On election night, King County released results for xxx,000 ballots -- just over half of the 1 million ballots county elections officials predicted. On Wednesday, the county only counted about 50,000 ballots. A glitch in a ballot scanner shut things down for a while, slowing the process. By late Thursday, 90,000 ballots were to be released.
But why such a big drop off? The answer lies within the mail-in ballot system.
Washington is one of only two states in America that has an all-mail voting system. Oregon is the other. Mail-in ballots make it easier for people to vote, but it takes much longer to process those votes.
King County ballot counters had 3 weeks to process all the ballots that were mailed in early. That’s why more than half-a-million votes were released on election night. Then they had to start working on the rest -- about 400,000 ballots.
There are seven different steps involved in counting a single ballot, from sorting the envelopes, to verifying the voter’s signature, to tabulating the votes. The county hired 500 temporary workers to process the votes. They’re working 8 to 12 hours a day. Even if the county hired more, there wouldn't be enough trained managers to supervise them all.

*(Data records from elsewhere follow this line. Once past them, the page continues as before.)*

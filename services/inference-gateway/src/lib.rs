//! Public prediction entry point: `POST /predict {"features": [...]}`
//! (or a `text/csv` body of 50 comma-separated values).

use axum::{body::Bytes, extract::State, http::{header, HeaderMap, StatusCode}, response::{IntoResponse, Response}, routing::post, Json, Router};
use mlops_core::{health_router, InferenceClient, InferenceError, PayloadEncoding};
use serde_json::{json, Value};
use std::sync::Arc;
use tracing::{error, info};

#[derive(Clone)]
pub struct AppState { client: Arc<InferenceClient> }

pub fn router(client: Arc<InferenceClient>) -> Router {
    Router::new()
        .route("/predict", post(predict))
        .with_state(AppState { client })
        .merge(health_router())
}

fn error_body(code: StatusCode, message: &str) -> Response {
    (code, Json(json!({ "error": message }))).into_response()
}

/// `text/csv` bodies are a bare comma-separated vector; anything else is JSON.
fn features_from_body(headers: &HeaderMap, body: &[u8]) -> Result<Value, &'static str> {
    let content_type = headers.get(header::CONTENT_TYPE).and_then(|v| v.to_str().ok()).unwrap_or("application/json");
    if PayloadEncoding::from_content_type(content_type) == Some(PayloadEncoding::Csv) {
        let text = std::str::from_utf8(body).map_err(|_| "Request body must be UTF-8 text.")?;
        return Ok(Value::Array(text.trim().split(',').map(|s| Value::from(s.trim())).collect()));
    }
    let parsed: Value = serde_json::from_slice(body).map_err(|_| "Request body must be a JSON object.")?;
    Ok(parsed.get("features").cloned().unwrap_or(Value::Null))
}

async fn predict(State(state): State<AppState>, headers: HeaderMap, body: Bytes) -> Response {
    let features = match features_from_body(&headers, &body) {
        Ok(v) => v,
        Err(msg) => return error_body(StatusCode::BAD_REQUEST, msg),
    };
    match state.client.predict_json(&features).await {
        Ok(result) => {
            info!(endpoint = state.client.endpoint_name(), predicted_class = ?result.predicted_class(), latency = result.latency_secs, "prediction served");
            (StatusCode::OK, Json(json!({
                "score": result.score(),
                "predicted_class": result.predicted_class(),
                "latency": result.latency_secs,
            }))).into_response()
        }
        Err(InferenceError::Validation(e)) => error_body(StatusCode::BAD_REQUEST, e.public_message()),
        Err(InferenceError::Runtime(e)) => {
            error!(error = %e, "inference failed");
            error_body(StatusCode::INTERNAL_SERVER_ERROR, &e.to_string())
        }
    }
}
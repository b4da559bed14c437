//! Container image resolution for the managed built-in algorithms.

use once_cell::sync::Lazy;
use serde::{Deserialize, Serialize};
use std::collections::HashMap;
use thiserror::Error;

#[derive(Debug, Clone, PartialEq, Eq, Serialize, Deserialize)]
pub struct ImageSpec { pub framework: String, pub version: String }

impl Default for ImageSpec {
    fn default() -> Self { Self { framework: "xgboost".into(), version: "1.7-1".into() } }
}

#[derive(Debug, Error, PartialEq, Eq)]
pub enum ImageError {
    #[error("unsupported framework `{0}`")]
    UnknownFramework(String),
    #[error("framework `{framework}` has no version `{version}`")]
    UnknownVersion { framework: String, version: String },
    #[error("no registry for `{framework}` in region `{region}`")]
    UnknownRegion { framework: String, region: String },
    #[error("instance type `{0}` is not a hosting instance type (expected `ml.*`)")]
    InvalidInstanceType(String),
}

const XGBOOST_VERSIONS: &[&str] = &["1.0-1", "1.2-1", "1.2-2", "1.3-1", "1.5-1", "1.7-1"];

// Per-region registry accounts publishing the xgboost serving image.
static XGBOOST_ACCOUNTS: Lazy<HashMap<&'static str, &'static str>> = Lazy::new(|| {
    HashMap::from([
        ("us-east-1", "683313688378"),
        ("us-east-2", "257758044811"),
        ("us-west-1", "746614075791"),
        ("us-west-2", "246618743249"),
        ("ap-south-1", "720646828776"),
        ("ap-northeast-1", "354813040037"),
        ("ap-southeast-1", "121021644041"),
        ("ap-southeast-2", "783357654285"),
        ("eu-west-1", "141502667606"),
        ("eu-central-1", "492215442770"),
    ])
});

/// Resolve the serving image URI for `spec` in `region`.
pub fn resolve_image(spec: &ImageSpec, region: &str, instance_type: &str) -> Result<String, ImageError> {
    if !instance_type.starts_with("ml.") || instance_type.len() <= 3 {
        return Err(ImageError::InvalidInstanceType(instance_type.to_string()));
    }
    if spec.framework != "xgboost" { return Err(ImageError::UnknownFramework(spec.framework.clone())); }
    if !XGBOOST_VERSIONS.contains(&spec.version.as_str()) {
        return Err(ImageError::UnknownVersion { framework: spec.framework.clone(), version: spec.version.clone() });
    }
    let account = XGBOOST_ACCOUNTS.get(region).ok_or_else(|| ImageError::UnknownRegion { framework: spec.framework.clone(), region: region.to_string() })?;
    Ok(format!("{account}.dkr.ecr.{region}.amazonaws.com/sagemaker-xgboost:{}", spec.version))
}
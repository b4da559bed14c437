use anyhow::{Context, Result};
use inference_gateway::router;
use mlops_core::{clear_ready, endpoint_runtime, init_tracing, load_config, mark_ready, object_store, InferenceClient, PayloadEncoding};
use std::sync::Arc;
use tokio::net::TcpListener;
use tracing::info;

#[tokio::main]
async fn main() -> Result<()> {
    init_tracing("inference-gateway")?;
    let cfg = load_config("inference-gateway")?;
    let encoding = PayloadEncoding::from_content_type(&cfg.content_type)
        .with_context(|| format!("unsupported content type {}", cfg.content_type))?;

    let mut client = InferenceClient::new(endpoint_runtime(&cfg).await?, cfg.sagemaker_endpoint_name.clone(), encoding);
    if cfg.audit_enabled {
        client = client.with_audit(object_store(&cfg).await?, cfg.s3_bucket.clone());
    }

    let listener = TcpListener::bind(("0.0.0.0", cfg.gateway_port)).await
        .with_context(|| format!("binding port {}", cfg.gateway_port))?;
    info!(addr = %listener.local_addr()?, endpoint = %cfg.sagemaker_endpoint_name, audit = cfg.audit_enabled, "inference gateway listening");
    mark_ready();
    axum::serve(listener, router(Arc::new(client)))
        .with_graceful_shutdown(async {
            let _ = tokio::signal::ctrl_c().await;
            clear_ready();
            info!("shutdown");
        })
        .await?;
    Ok(())
}
//! Core shared utilities for the model delivery tools.
//!
//! Everything a tool needs is passed in explicitly: object store, hosting
//! provider and endpoint runtime are trait objects handed to the component
//! that uses them. This crate only owns process-level plumbing (tracing,
//! configuration, health + metrics routes).

use anyhow::Result;
use axum::{http::{header, StatusCode}, response::IntoResponse, routing::get, Json, Router};
use once_cell::sync::OnceCell;
use std::sync::atomic::{AtomicBool, Ordering};
use tracing::info;
use tracing_subscriber::{layer::SubscriberExt, util::SubscriberInitExt, EnvFilter};

static TRACING_INIT: OnceCell<()> = OnceCell::new();
static NODE_LIVENESS: AtomicBool = AtomicBool::new(true);
static NODE_READINESS: AtomicBool = AtomicBool::new(false);

pub fn mark_ready() { NODE_READINESS.store(true, Ordering::SeqCst); }
pub fn clear_ready() { NODE_READINESS.store(false, Ordering::SeqCst); }
pub fn mark_not_live() { NODE_LIVENESS.store(false, Ordering::SeqCst); }
pub fn is_ready() -> bool { NODE_READINESS.load(Ordering::SeqCst) }

/// Install the global subscriber once per process.
///
/// `RUST_LOG` drives filtering (default `info`); `MLOPS_JSON_LOG=1|true`
/// switches to flattened JSON lines.
pub fn init_tracing(service: &str) -> Result<()> {
    TRACING_INIT.get_or_try_init(|| -> Result<()> {
        let json = std::env::var("MLOPS_JSON_LOG").ok().map(|v| v == "1" || v.eq_ignore_ascii_case("true")).unwrap_or(false);
        let env_filter = EnvFilter::try_from_default_env().unwrap_or_else(|_| EnvFilter::new("info"));
        if json {
            let fmt_layer = tracing_subscriber::fmt::layer()
                .json()
                .flatten_event(true)
                .with_current_span(true)
                .with_span_list(false);
            tracing_subscriber::registry().with(env_filter).with(fmt_layer).try_init()?;
        } else {
            let fmt_layer = tracing_subscriber::fmt::layer()
                .with_target(true)
                .with_thread_ids(false)
                .with_line_number(true);
            tracing_subscriber::registry().with(env_filter).with(fmt_layer).try_init()?;
        }
        Ok(())
    })?;
    info!(target: "mlops", service, "tracing initialized");
    Ok(())
}

/// `/live`, `/ready` and `/metrics` routes, merged into a service router.
pub fn health_router() -> Router {
    Router::new()
        .route("/live", get(|| async { Json(serde_json::json!({"live": NODE_LIVENESS.load(Ordering::SeqCst)})) }))
        .route("/ready", get(ready_handler))
        .route("/metrics", get(metrics_handler))
}

async fn ready_handler() -> impl IntoResponse {
    let ready = is_ready();
    let code = if ready { StatusCode::OK } else { StatusCode::SERVICE_UNAVAILABLE };
    (code, Json(serde_json::json!({"ready": ready})))
}

async fn metrics_handler() -> axum::response::Response {
    match metrics_ext::encode_text() {
        Ok(body) => (StatusCode::OK, [(header::CONTENT_TYPE, "text/plain; version=0.0.4")], body).into_response(),
        Err(e) => (StatusCode::INTERNAL_SERVER_ERROR, format!("encode error: {e}")).into_response(),
    }
}

pub mod settings;
pub mod metrics_ext;
pub mod storage;
pub mod hosting;
pub mod image_uris;
pub mod deployer;
pub mod inference;
pub mod bounded;
pub mod loadtest;
pub mod packager;
pub mod backends;
#[cfg(feature = "aws")]
pub mod aws;

pub use settings::{load_config, load_config_from_env, Backend, ConfigError, PipelineConfig};
pub use metrics_ext::{ExtendedMetrics, EXTENDED_METRICS};
pub use storage::{LocalStore, MemoryStore, ObjectLocation, ObjectStore, StorageError};
pub use hosting::{EndpointDescription, EndpointStatus, HostedModel, EndpointConfig, HostingProvider, MemoryHostingProvider, ProductionVariant, ProviderError, ResourceKind, WaitError, WaitPolicy};
pub use image_uris::{resolve_image, ImageError, ImageSpec};
pub use deployer::{DeployError, DeployRequest, DeployStep, Deployer, EndpointAddress, NO_FAILURE_REASON};
pub use inference::{EndpointRuntime, FeatureVector, FnRuntime, HttpEndpointRuntime, InferenceClient, InferenceError, PayloadEncoding, Prediction, PredictionResult, RuntimeError, ValidationError, FEATURE_COUNT};
pub use bounded::{bounded_parallel_map, PoolError, TaskPanic};
pub use loadtest::{nearest_rank, run_load_test, HttpSender, LoadTestConfig, LoadTestError, LoadTestSummary, persist_report, RequestSender, SendOutcome, TransportError};
pub use packager::{build_bundle, ArtifactPackager, PackageError, PackageRequest, PackagedArtifact};
pub use backends::{endpoint_runtime, hosting_provider, object_store, wait_policy};
use anyhow::{Context, Result};
use mlops_core::{hosting_provider, init_tracing, load_config, object_store, wait_policy, DeployRequest, Deployer, ImageSpec};
use tracing::info;

#[tokio::main]
async fn main() -> Result<()> {
    init_tracing("model-deployer")?;
    let cfg = load_config("model-deployer")?;

    let mut req = DeployRequest::new(cfg.model_name.clone(), cfg.artifact_location(), cfg.instance_type.clone(), cfg.role_arn()?, cfg.aws_region.clone());
    req.instance_count = cfg.instance_count;
    req.image = ImageSpec { framework: cfg.image_framework.clone(), version: cfg.image_version.clone() };

    let provider = hosting_provider(&cfg).await?;
    let store = object_store(&cfg).await?;
    info!(model = %req.model_name, artifact = %req.artifact, endpoint = %req.endpoint_name(), "deploying");
    let address = Deployer::new(provider, wait_policy(&cfg))
        .with_artifact_store(store)
        .deploy(&req)
        .await
        .with_context(|| format!("deploying {}", req.endpoint_name()))?;
    info!(endpoint = %address.name, arn = %address.arn, created = address.created, "endpoint ready");
    println!("{}", serde_json::to_string_pretty(&address)?);
    Ok(())
}
//! Capabilities plugged into the pipeline.
//!
//! Set-wise stages see the training data as a [`TrainingSet`] of per-version slices,
//! point-wise stages see one merged [`Instances`] table. Every stage receives its
//! training data by value and hands back the (possibly different) result; the test
//! slice is borrowed, mutably for processors that transform it alongside.

use crate::corpus::TrainingSet;
use crate::data::Instances;
use crate::error::Result;

/// A fitted model. Predictions are defect-proneness scores in [0, 1].
pub trait Model: Send + Sync {
    fn predict(&self, row: &[f64]) -> f64;
}

pub trait SetWiseProcessor: Send + Sync {
    fn name(&self) -> &str;
    fn apply(&self, test: &mut Instances, training: TrainingSet) -> Result<TrainingSet>;
}

pub trait SetWiseSelector: Send + Sync {
    fn name(&self) -> &str;
    fn apply(&self, test: &Instances, training: TrainingSet) -> Result<TrainingSet>;
}

pub trait PointWiseProcessor: Send + Sync {
    fn name(&self) -> &str;
    fn apply(&self, test: &mut Instances, training: Instances) -> Result<Instances>;
}

/// Selectors may subset or re-weight the rows of the corpus
pub trait PointWiseSelector: Send + Sync {
    fn name(&self) -> &str;
    fn apply(&self, test: &Instances, training: Instances) -> Result<Instances>;
}

pub trait SetWiseTrainer: Send + Sync {
    fn name(&self) -> &str;
    fn fit(&self, training: &TrainingSet) -> Result<Box<dyn Model>>;
}

pub trait SetWiseTestAwareTrainer: Send + Sync {
    fn name(&self) -> &str;
    fn fit(&self, training: &TrainingSet, test: &Instances) -> Result<Box<dyn Model>>;
}

pub trait Trainer: Send + Sync {
    fn name(&self) -> &str;
    fn fit(&self, training: &Instances) -> Result<Box<dyn Model>>;
}

pub trait TestAwareTrainer: Send + Sync {
    fn name(&self) -> &str;
    fn fit(&self, test: &Instances, training: &Instances) -> Result<Box<dyn Model>>;
}

/// A model produced for one (version, fold), tagged with the trainer that built it
pub struct FittedModel {
    pub name: String,
    pub model: Box<dyn Model>,
}
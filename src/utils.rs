use std::cmp::Ordering;
use statrs::statistics::Statistics;

/// a macro to declare simple Vec<String>
#[macro_export]
macro_rules! string_vec {
    ($($x:expr),*) => {
        vec![$($x.into()),*]
    };
}

/// info! that keeps ANSI colours only when colourful display is on
#[macro_export]
macro_rules! cinfo {
    ($colorful:expr, $($arg:tt)*) => {
        if $colorful {
            log::info!($($arg)*);
        } else {
            log::info!("{}", $crate::utils::strip_ansi(&format!($($arg)*)));
        }
    };
}

/// Remove ANSI escape sequences (`\x1b[...m`) from a string.
pub fn strip_ansi(text: &str) -> String {
    let mut out = String::with_capacity(text.len());
    let mut chars = text.chars().peekable();
    while let Some(c) = chars.next() {
        if c == '\x1b' && chars.peek() == Some(&'[') {
            chars.next();
            for inner in chars.by_ref() {
                if inner.is_ascii_alphabetic() { break }
            }
        } else {
            out.push(c);
        }
    }
    out
}

/// Bounds `[start, end)` of chunk `i` when `n` elements are split into `p` chunks of
/// approximatively the same size: the first `n % p` chunks receive one extra element.
pub fn balanced_chunk_bounds(n: usize, p: usize, i: usize) -> (usize, usize) {
    let base_size = n / p;
    let extra_elements = n % p;
    let start = i * base_size + i.min(extra_elements);
    let size = base_size + if i < extra_elements { 1 } else { 0 };
    (start, start + size)
}

/// Compare version labels so that digit runs are compared as numbers ("1.10" > "1.9").
/// Labels that only differ by leading zeros ("1.01", "1.1") fall back to plain string order,
/// so the result is `Equal` only for identical labels.
pub fn natural_cmp(a: &str, b: &str) -> Ordering {
    numeric_runs_cmp(a, b).then_with(|| a.cmp(b))
}

fn numeric_runs_cmp(a: &str, b: &str) -> Ordering {
    let mut a_chars = a.chars().peekable();
    let mut b_chars = b.chars().peekable();

    loop {
        match (a_chars.peek().copied(), b_chars.peek().copied()) {
            (None, None) => return Ordering::Equal,
            (None, Some(_)) => return Ordering::Less,
            (Some(_), None) => return Ordering::Greater,
            (Some(ca), Some(cb)) if ca.is_ascii_digit() && cb.is_ascii_digit() => {
                let mut na = String::new();
                while let Some(c) = a_chars.peek().copied().filter(|c| c.is_ascii_digit()) {
                    na.push(c);
                    a_chars.next();
                }
                let mut nb = String::new();
                while let Some(c) = b_chars.peek().copied().filter(|c| c.is_ascii_digit()) {
                    nb.push(c);
                    b_chars.next();
                }
                let na_trim = na.trim_start_matches('0');
                let nb_trim = nb.trim_start_matches('0');
                let ord = na_trim.len().cmp(&nb_trim.len()).then_with(|| na_trim.cmp(nb_trim));
                if ord != Ordering::Equal { return ord }
            }
            (Some(ca), Some(cb)) => {
                if ca != cb { return ca.cmp(&cb) }
                a_chars.next();
                b_chars.next();
            }
        }
    }
}

/// Mean and sample standard deviation; the deviation is 0 when it is undefined.
pub fn mean_and_std(values: &[f64]) -> (f64, f64) {
    if values.is_empty() { return (0.0, 0.0) }
    let mean = values.iter().mean();
    let std = values.iter().std_dev();
    (mean, if std.is_finite() { std } else { 0.0 })
}

pub fn euclidean_distance(a: &[f64], b: &[f64]) -> f64 {
    a.iter().zip(b.iter()).map(|(x, y)| (x - y).powi(2)).sum::<f64>().sqrt()
}
impl Instances {
    /// Create an empty table with the given schema
    pub fn new(features: Vec<String>, label: &str) -> Instances {
        Instances {
            X: Vec::new(),
            y: Vec::new(),
            features,
            label: label.to_string(),
            weights: Vec::new(),
        }
    }

    pub fn len(&self) -> usize {
        self.y.len()
    }

    pub fn is_empty(&self) -> bool {
        self.y.is_empty()
    }

    pub fn push(&mut self, row: Vec<f64>, y: f64) {
        self.X.push(row);
        self.y.push(y);
        self.weights.push(1.0);
    }

    /// Check if another table shares the same schema (same features, same order)
    pub fn check_compatibility(&self, other: &Instances) -> bool {
        self.features == other.features
    }

    /// A new table holding the given rows, in the given order
    pub fn subset(&self, indices: &[usize]) -> Instances {
        Instances {
            X: indices.iter().map(|&i| self.X[i].clone()).collect(),
            y: indices.iter().map(|&i| self.y[i]).collect(),
            features: self.features.clone(),
            label: self.label.clone(),
            weights: indices.iter().map(|&i| self.weights[i]).collect(),
        }
    }

    /// Append every row of `other`, which must share the schema
    pub fn add(&mut self, other: &Instances) -> Result<()> {
        if !self.check_compatibility(other) {
            return Err(CpdpError::data("merged table", format!(
                "cannot merge tables with different features: {}", self.schema_difference(other))));
        }
        self.X.extend(other.X.iter().cloned());
        self.y.extend(other.y.iter().copied());
        self.weights.extend(other.weights.iter().copied());
        Ok(())
    }

    /// Describe how the feature lists of two tables differ
    pub fn schema_difference(&self, other: &Instances) -> String {
        let only_here: Vec<&str> = self.features.iter().filter(|f| !other.features.contains(f)).map(String::as_str).collect();
        let only_there: Vec<&str> = other.features.iter().filter(|f| !self.features.contains(f)).map(String::as_str).collect();
        if only_here.is_empty() && only_there.is_empty() {
            return format!("same features in another order [{}] vs [{}]", self.features.join(","), other.features.join(","));
        }
        format!("[{}] only on one side, [{}] only on the other", only_here.join(","), only_there.join(","))
    }

    pub fn column(&self, name: &str) -> Option<usize> {
        self.features.iter().position(|f| f == name)
    }

    pub fn column_values(&self, j: usize) -> Vec<f64> {
        self.X.iter().map(|row| row[j]).collect()
    }

    /// Per-row effort, looked up through [`EFFORT_COLUMNS`]; constant 1.0 without such a column.
    pub fn efforts(&self) -> Vec<f64> {
        match EFFORT_COLUMNS.iter().find_map(|name| self.column(name)) {
            Some(j) => self.column_values(j),
            None => vec![DEFAULT_EFFORT; self.len()],
        }
    }

    /// Per-row bug count, read from the label
    pub fn num_bugs(&self) -> Vec<f64> {
        self.y.clone()
    }

    /// Number of rows labelled defective (label > 0)
    pub fn defective_count(&self) -> usize {
        self.y.iter().filter(|&&v| v > 0.0).count()
    }

    /// Column means, used as a cheap characteristic vector of the table
    pub fn feature_means(&self) -> Vec<f64> {
        let n = self.len().max(1) as f64;
        let mut means = vec![0.0; self.features.len()];
        for row in &self.X {
            for (m, v) in means.iter_mut().zip(row.iter()) { *m += v }
        }
        means.iter_mut().for_each(|m| *m /= n);
        means
    }
}
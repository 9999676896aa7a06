use cpdp::experiment::engine_version;
use cpdp::param::{self, Param};
use cpdp::run_all;
use flexi_logger::{Duplicate, FileSpec, Logger};
use log::{error, info};
use std::path::{Path, PathBuf};
use std::process;
use std::sync::atomic::AtomicBool;
use std::sync::Arc;

/// Config files given on the command line; a directory stands for every YAML file it holds
fn config_files(args: &[String]) -> Vec<PathBuf> {
    let mut files = Vec::new();
    for arg in args {
        let path = Path::new(arg);
        if path.is_dir() {
            let mut entries: Vec<PathBuf> = std::fs::read_dir(path)
                .map(|rd| rd.filter_map(|e| e.ok().map(|e| e.path())).collect())
                .unwrap_or_default();
            entries.retain(|p| matches!(p.extension().and_then(|e| e.to_str()), Some("yaml") | Some("yml")));
            entries.sort();
            files.extend(entries);
        } else {
            files.push(path.to_path_buf());
        }
    }
    files
}

fn main() {
    let args: Vec<String> = std::env::args().skip(1).collect();
    let args = if args.is_empty() { vec!["param.yaml".to_string()] } else { args };

    let mut params: Vec<Param> = Vec::new();
    let mut config_failed = false;
    for file in config_files(&args) {
        match param::get(&file.to_string_lossy()) {
            Ok(p) => params.push(p),
            Err(e) => {
                eprintln!("Cannot load {}: {}", file.display(), e);
                config_failed = true;
            }
        }
    }

    // Logging follows the first configuration
    let general = params.first().map(|p| p.general.clone()).unwrap_or_default();
    let logger = Logger::try_with_env_or_str(&general.log_level);
    let logger = match logger {
        Ok(logger) if !general.log_base.is_empty() => logger
            .log_to_file(FileSpec::default().basename(&general.log_base).suffix(&general.log_suffix))
            .duplicate_to_stderr(Duplicate::All)
            .start(),
        Ok(logger) => logger.start(),
        Err(e) => Err(e),
    };
    let _logger = match logger {
        Ok(handle) => Some(handle),
        Err(e) => {
            eprintln!("Cannot initialize the logger: {}", e);
            None
        }
    };

    info!("cpdp {}", engine_version());

    let stop = Arc::new(AtomicBool::new(false));
    for signal in [signal_hook::consts::SIGINT, signal_hook::consts::SIGTERM] {
        if let Err(e) = signal_hook::flag::register(signal, Arc::clone(&stop)) {
            error!("Cannot register signal handler: {}", e);
        }
    }

    let thread_number = params.iter().map(|p| p.general.thread_number).max().unwrap_or(1);
    let results = run_all(&params, thread_number, stop);

    let failed = results.iter().filter(|r| r.is_err()).count();
    for summary in results.iter().flatten() {
        info!("[{}] {} evaluations, {} rows written, {} failures",
            summary.name, summary.evaluations, summary.rows_written, summary.failures.len());
    }

    if config_failed || failed > 0 {
        error!("{} experiment(s) failed", failed);
        process::exit(1);
    }
}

In Oregon, the other all mail-in state, the situation is different. First of all, the state’s most populous county, Multnomah, has far fewer people than King County. The biggest difference, however, is the fact that Oregon mandates that all ballots be delivered by Election Day. In Washington, by contrast, ballots need only be postmarked by that date.
That means more ballots are tabulated later in Washington. There was a movement by outgoing Secretary of State Sam Reed to change to a system more like Oregon’s, but it died in Olympia.
King County Director of Elections Sherril Huff said would support a change, but that's too late for 2012. “It's one of those things voters were not prepared for, that vote by mail requires additional time in processing," she said.
A recent survey by King County Elections officials found 86 percent of voters “satisfied” with the way things are going, even with the delays.